Das ist wirklich ein schwieriger Konflikt, denn ich höre beide Seiten und kann beide Seiten verstehen. Zu meiner Zeit hatten die Jugendlichen viel mehr Ausweichmöglichkeiten. Da gab es mehr Diskotheken, was jetzt nicht mehr der Fall ist. Jetzt konzentriert sich die Partyzone hier. Aber wo sollen die jungen Leute hin mit ihrer Energie?

Du hattest vor Corona ja sehr lange Öffnungszeiten und hast sie danach eingeschränkt: Statt sieben Uhr morgens wird erst um acht Uhr geöffnet und statt nachts um 3 Uhr machst Du schon um 1 Uhr zu. Warum? Hattest Du Stress mit den Anwohnern?

Mit den Anwohnern gab es immer mal Stress. Aber bei mir war es eher so: Je weniger Arbeitszeit, desto weniger Angestellte. Es ist ja immer schwieriger geworden, gute Leute zu finden. Deshalb habe ich gerne meine Öffnungszeiten eingeschränkt.

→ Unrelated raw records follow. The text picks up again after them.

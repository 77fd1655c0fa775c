//! Per-command flag storage.

use std::collections::HashMap;
use std::fmt;
use std::sync::{Arc, OnceLock};

use crate::error::BuildError;
use crate::flag::{self, Flag};
use crate::suggest;

/// Flags declared by one command, addressable by long and short name.
///
/// Flags are never inherited: a child command has its own registry.
pub struct FlagRegistry {
    owner: String,
    flags: Vec<Arc<dyn Flag>>,
    by_long: HashMap<String, usize>,
    by_short: HashMap<char, usize>,
    sorted: OnceLock<Vec<usize>>,
}

impl FlagRegistry {
    pub(crate) fn new(owner: impl Into<String>) -> Self {
        Self {
            owner: owner.into(),
            flags: Vec::new(),
            by_long: HashMap::new(),
            by_short: HashMap::new(),
            sorted: OnceLock::new(),
        }
    }

    /// Register `flag` and hand back a shared handle for reading its value.
    pub fn add<F>(&mut self, flag: F) -> Result<Arc<F>, BuildError>
    where
        F: Flag + 'static,
    {
        flag::check_definition(&flag)?;

        let name = flag.name().to_string();
        if self.by_long.contains_key(&name) {
            return Err(BuildError::DuplicateFlag {
                command: self.owner.clone(),
                flag: name,
            });
        }
        if let Some(short) = flag.shorthand() {
            if let Some(&idx) = self.by_short.get(&short) {
                return Err(BuildError::ShorthandInUse {
                    command: self.owner.clone(),
                    flag: name,
                    short,
                    existing: self.flags[idx].name().to_string(),
                });
            }
        }

        let flag = Arc::new(flag);
        let idx = self.flags.len();
        if let Some(short) = flag.shorthand() {
            self.by_short.insert(short, idx);
        }
        self.by_long.insert(name, idx);
        self.flags.push(flag.clone());
        self.sorted = OnceLock::new();

        Ok(flag)
    }

    pub fn find(&self, name: &str) -> Option<&Arc<dyn Flag>> {
        self.by_long.get(name).map(|&idx| &self.flags[idx])
    }

    pub fn find_short(&self, short: char) -> Option<&Arc<dyn Flag>> {
        self.by_short.get(&short).map(|&idx| &self.flags[idx])
    }

    /// Closest long name to `name`; shorthands are never suggested.
    pub fn guess(&self, name: &str, max_distance: usize) -> Option<&str> {
        suggest::closest(name, self.iter().map(|f| f.name()), max_distance)
    }

    /// Clear every current value; defaults remain as the fallback.
    pub fn reset(&self) {
        for flag in &self.flags {
            flag.reset();
        }
    }

    /// Flags ordered by long name.
    pub fn iter(&self) -> impl Iterator<Item = &Arc<dyn Flag>> + '_ {
        let order = self.sorted.get_or_init(|| {
            let mut order: Vec<usize> = (0..self.flags.len()).collect();
            order.sort_by(|&a, &b| self.flags[a].name().cmp(self.flags[b].name()));
            order
        });
        order.iter().map(|&idx| &self.flags[idx])
    }

    pub fn len(&self) -> usize {
        self.flags.len()
    }

    pub fn is_empty(&self) -> bool {
        self.flags.is_empty()
    }
}

impl fmt::Debug for FlagRegistry {
    fn fmt(&self, f: &mut fmt::Formatter<'_>) -> fmt::Result {
        f.debug_struct("FlagRegistry")
            .field("owner", &self.owner)
            .field(
                "flags",
                &self.iter().map(|f| f.name().to_string()).collect::<Vec<_>>(),
            )
            .finish()
    }
}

Wie ist es denn jetzt mit der Umsatzseite?

Das war noch nie ein Problem.

Aber dann könnten frühere Schließzeiten funktionieren, ohne dass es die Existenz der Gastwirte gefährdet.

Ja klar, es funktioniert. Es funktioniert auch bei den anderen, da bin ich mir sicher. Deshalb gehen die Leute nicht weniger feiern, dann gehen sie einfach nur früher feiern. Aber ob es ruhiger wird, das weiß ich nicht.

Du hast jetzt 30 Jahre die Steingasse als Geschäftsmann erlebt. Was glaubst Du, wie sich die Altstadt und die Steingasse entwickeln werden?

Wenn man sieht, wie das Internet die Geschäftsstruktur verändert, hoffe ich auf diese vielen kleinen Nischengeschäfte. Dass immer noch so eine kleine Struktur bleibt. Wenn das nicht der Fall ist, dann werden immer mehr Geschäfte entstehen, die immer nur dieses Schnelle und dieses Billig-Billig bedienen.

Was würdest Du Dir für die Altstadt wünschen, wie sie sich entwickeln soll?

Dass die Leute mehr lächeln, dass wenn man sie anlächelt, dass sie zurücklächeln. Manchmal denke ich, das ist ein Luxusgut geworden. Die Leute sind so aggressiv gegenüber den anderen. Das finde ich schade. Regt euch nicht so viel auf, Leute.